Im Grunde schon. Wir sind nicht unübersichtlich viele wie an den großen Unis, die mit der Vereinzelung der Studenten einen ganz anderen Ausgangspunkt für die Boykottversuche haben als wir: Wir kennen uns sehr gut untereinander. Deshalb können wir Neuigkeiten rasend schnell an alle verbreiten und ständig miteinander sprechen und so dafür sorgen, dass alle zusammenbleiben und das Vertrauen nicht verlieren. Der Solidaritätsgedanke geht so weit, dass wir uns im Notfall gegenseitig mit Geld aushelfen oder mal für ein paar Wochen ein Zimmer teilen können. Dieser Zusammenhalt ist uns wichtig und die Voraussetzung für einen Boykott ohne Absicherung durch ein Treuhandkonto.

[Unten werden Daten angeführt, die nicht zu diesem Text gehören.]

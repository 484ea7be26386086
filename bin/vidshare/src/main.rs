//! # vidshare binary
//!
//! Assembles the application from the plugins enabled at compile time.

use std::path::PathBuf;
use std::sync::Arc;

use anyhow::Context;
use tracing::info;
use tracing_subscriber::EnvFilter;
use vs_api::{ApiConfig, AppState, MediaMount};
use vs_config::{LogFormat, LogSettings, Settings};
use vs_services::{Repositories, Services};

#[cfg(feature = "db-sqlite")]
use vs_db_sqlite::SqliteStore;

#[cfg(feature = "storage-local")]
use vs_storage_local::LocalMediaStore;

#[cfg(feature = "auth-jwt")]
use vs_auth_jwt::JwtIdentityProvider;

#[cfg(not(all(feature = "db-sqlite", feature = "storage-local", feature = "auth-jwt")))]
compile_error!("vidshare needs a database, a media store and an identity provider feature enabled");

#[tokio::main]
async fn main() -> anyhow::Result<()> {
    let dotenv = vs_config::load_dotenv();
    let settings = Settings::load().context("loading settings")?;
    init_tracing(&settings.log);
    dotenv.log();

    // 1. Database
    let store = SqliteStore::connect(&settings.database.url, settings.database.max_connections)
        .await
        .context("opening database")?;
    let repos = Repositories::from_store(Arc::new(store));

    // 2. Media storage
    let media_root = PathBuf::from(&settings.media.root);
    let media = LocalMediaStore::new(media_root.clone(), &settings.media.url_prefix);

    // 3. Access tokens
    let identity = JwtIdentityProvider::new(&settings.auth.jwt_secret, settings.auth.token_ttl_secs);

    let state = AppState::new(Services::new(repos, Arc::new(media)), Arc::new(identity));
    let api_config = ApiConfig {
        cors_origins: settings.server.cors_origins.clone(),
        max_upload_bytes: settings.media.max_upload_bytes,
        media: Some(MediaMount {
            url_prefix: settings.media.url_prefix.clone(),
            root: media_root,
        }),
    };
    let app = vs_api::router(state, &api_config);

    let address = settings.server.bind_address();
    let listener = tokio::net::TcpListener::bind(&address)
        .await
        .with_context(|| format!("binding {address}"))?;
    info!(%address, "vidshare listening");

    axum::serve(listener, app)
        .with_graceful_shutdown(shutdown_signal())
        .await
        .context("serving http")?;

    info!("vidshare stopped");
    Ok(())
}

// RUST_LOG overrides the configured filter.
fn init_tracing(log: &LogSettings) {
    let filter = EnvFilter::try_from_default_env().unwrap_or_else(|_| EnvFilter::new(&log.filter));
    let builder = tracing_subscriber::fmt().with_env_filter(filter);
    match log.format {
        LogFormat::Json => builder.json().init(),
        LogFormat::Pretty => builder.pretty().init(),
    }
}

async fn shutdown_signal() {
    if let Err(err) = tokio::signal::ctrl_c().await {
        tracing::error!(error = %err, "failed to listen for shutdown signal");
        std::future::pending::<()>().await;
    }
    info!("shutdown signal received");
}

Darüber hinaus haben wir aber auch abgemacht: Falls einer Muffensausen bekommt und seine Studiengebühren nun doch an die Uni überweisen möchte, muss er sich vorher melden. So steht es in der Absichtserklärung, die wir alle unterschrieben haben, damit etwaigen Wankelmütigen ein Schriftstück unter die Nase gehalten werden kann, damit sie ihre Meinungsänderung noch mal am Papier überprüfen können. Trotzdem können wir natürlich niemanden zwingen mit zu boykottieren, oder den ganzen Weg bis zum Ende mitzugehen.

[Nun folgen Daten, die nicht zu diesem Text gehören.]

use std::sync::Arc;

use tracing::info;
use uuid::Uuid;
use vs_core::ids::parse_id;
use vs_core::{Caller, Result, Subscription, SubscriptionRepo, Toggled, UserDirectory};

use crate::require;
use crate::toggle::{toggle, SubscriptionKey, SubscriptionToggle};

#[derive(Clone)]
pub struct SubscriptionService {
    subscriptions: Arc<dyn SubscriptionRepo>,
    users: Arc<dyn UserDirectory>,
}

impl SubscriptionService {
    pub fn new(subscriptions: Arc<dyn SubscriptionRepo>, users: Arc<dyn UserDirectory>) -> Self {
        Self {
            subscriptions,
            users,
        }
    }

    pub async fn toggle(&self, caller: &Caller, channel_id: &str) -> Result<Toggled<Subscription>> {
        let channel_id = parse_id("channel", channel_id)?;
        let engine = SubscriptionToggle {
            subscriptions: self.subscriptions.as_ref(),
            users: self.users.as_ref(),
        };
        let key = SubscriptionKey {
            subscriber_id: caller.user_id,
            channel_id,
        };
        let outcome = toggle(&engine, &key).await?;
        info!(
            %channel_id,
            subscriber = %caller.user_id,
            subscribed = outcome.is_created(),
            "subscription toggled"
        );
        Ok(outcome)
    }

    pub async fn subscribers(&self, channel_id: &str) -> Result<Vec<Subscription>> {
        let channel_id = self.existing_user("channel", channel_id, "Channel not found").await?;
        self.subscriptions.subscribers_of(channel_id).await
    }

    pub async fn subscribed_channels(&self, subscriber_id: &str) -> Result<Vec<Subscription>> {
        let subscriber_id = self
            .existing_user("subscriber", subscriber_id, "Subscriber not found")
            .await?;
        self.subscriptions.subscriptions_of(subscriber_id).await
    }

    async fn existing_user(&self, kind: &str, raw: &str, missing: &str) -> Result<Uuid> {
        let id = parse_id(kind, raw)?;
        require(self.users.get_user(id).await?, missing)?;
        Ok(id)
    }
}

#[cfg(test)]
mod tests {
    use super::*;
    use vs_core::ids::new_id;
    use vs_core::{AppError, MockSubscriptionRepo, MockUserDirectory};

    #[tokio::test]
    async fn unknown_channel_cannot_be_subscribed() {
        let mut users = MockUserDirectory::new();
        users.expect_get_user().returning(|_| Ok(None));
        let mut subscriptions = MockSubscriptionRepo::new();
        subscriptions.expect_find_subscription().never();

        let service = SubscriptionService::new(Arc::new(subscriptions), Arc::new(users));
        let err = service
            .toggle(&Caller::new(new_id()), &new_id().to_string())
            .await
            .unwrap_err();
        assert!(matches!(err, AppError::NotFound(ref m) if m == "Channel not found"));
    }

    #[tokio::test]
    async fn malformed_channel_id_is_invalid() {
        let service = SubscriptionService::new(
            Arc::new(MockSubscriptionRepo::new()),
            Arc::new(MockUserDirectory::new()),
        );
        let err = service.subscribers("42").await.unwrap_err();
        assert_eq!(err.status_code(), 400);
    }
}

Wie groß ist Eure Angst vor Exmatrikulation?
Natürlich haben wir Angst – aber nicht zu große. Schließlich haben wir das Hochschulgesetz auf unserer Seite. Danach kann kein Student, der eine Semesterbescheinigung für das laufende Semester hat, vor dem Semesterende am 30. September exmatrikuliert werden. Zudem muß er oder sie sofort nach Einzahlung der fälligen Gebühren wieder immatrikuliert werden. Juristisch sind wir also ordentlich immatrikulierte Studenten, obwohl wir die Studiengebühren für das aktuelle Semester zurückhalten. Dass der Hamburger Wissenschaftssenator Dräger, wie wir gehört haben, jetzt eine Art Eil-Exmatrikulation aller Nichtzahler durchsetzen möchte, ist deshalb rechtswidrig und könnte ihm große Schwierigkeiten bereiten.
Warum muss die Künstlerausbildung umsonst sein? Und was hat Monica Bleibtreu mit dem Protest zu tun? Teil zwei des Gesprächs auf der nächsten Seite.
Wie positioniert sich Eure Hochschulleitung zu Eurem Vorhaben?
Professor Lampson, der Präsident der HfMT, befürwortet die Studiengebühren. Uns ist unerklärlich, warum, denn die Gebühren der meisten Studenten an unserer Schule gehen sowieso nicht an die HfMT, sondern an die Universität, wo viele von uns zusätzlich zum HfMT-Studium sind. Deshalb würde die HfMT aus den Studiengebühren nur etwa 300.000 Euro im Semester bekommen – das reicht gerade mal aus, um der Musikhochschule einen neuen Flügel zu kaufen. Dass Herr Lampson die Freiheit der Kunst einfach opfert, anstatt die 300.000 Euro vom Senat zu verlangen, ist allerdings bemerkenswert.
Warum muss die Ausbildung von Künstlern gebührenfrei sein?
Weil die Zahlen schon jetzt zeigen, dass in den Studiengebührenländern die Studentenzahlen an Kunsthochschulen zurückgegangen sind. Die hohe Verschuldung, die ein solches Studium bedeutet, schreckt ab. Wir Schauspielstudenten sind dazu angehalten bis verpflichtet, in unserer Freizeit an regulären Kunstproduktionen mitzuarbeiten. Zum Beispiel spielen wir im Thalia-Theater, werden aber nicht bezahlt dafür. Diese vielen Projekte müssten entweder entlohnt werden oder auf eine freiwillige Basis gestellt – denn nach einem 20-Stunden-Tag kann ich nicht noch zusätzlich für Studiengebühren jobben. Ein Stipendiensystem für Schauspieler gibt es nicht. Die Studienkredite sind auch keine guten Angebote. Zum einen bekommt man sie nur für ein Erststudium – aber beispielsweise für das Regiestudium an der HfMT ist ein abgeschlossenes Erststudium Aufnahmebedingung. Zum anderen: Schon ohne die Gebühren muss ich für mein Studium 17.000 Euro Kredit aufnehmen. Mehr ist angesichts der Aussicht auf ein Einstiegsgehalt von 1550 brutto nicht zumutbar, zumal ich als Schauspielerin sowieso ganz klar mit Phasen zukünftiger Arbeitslosigkeit rechnen muss.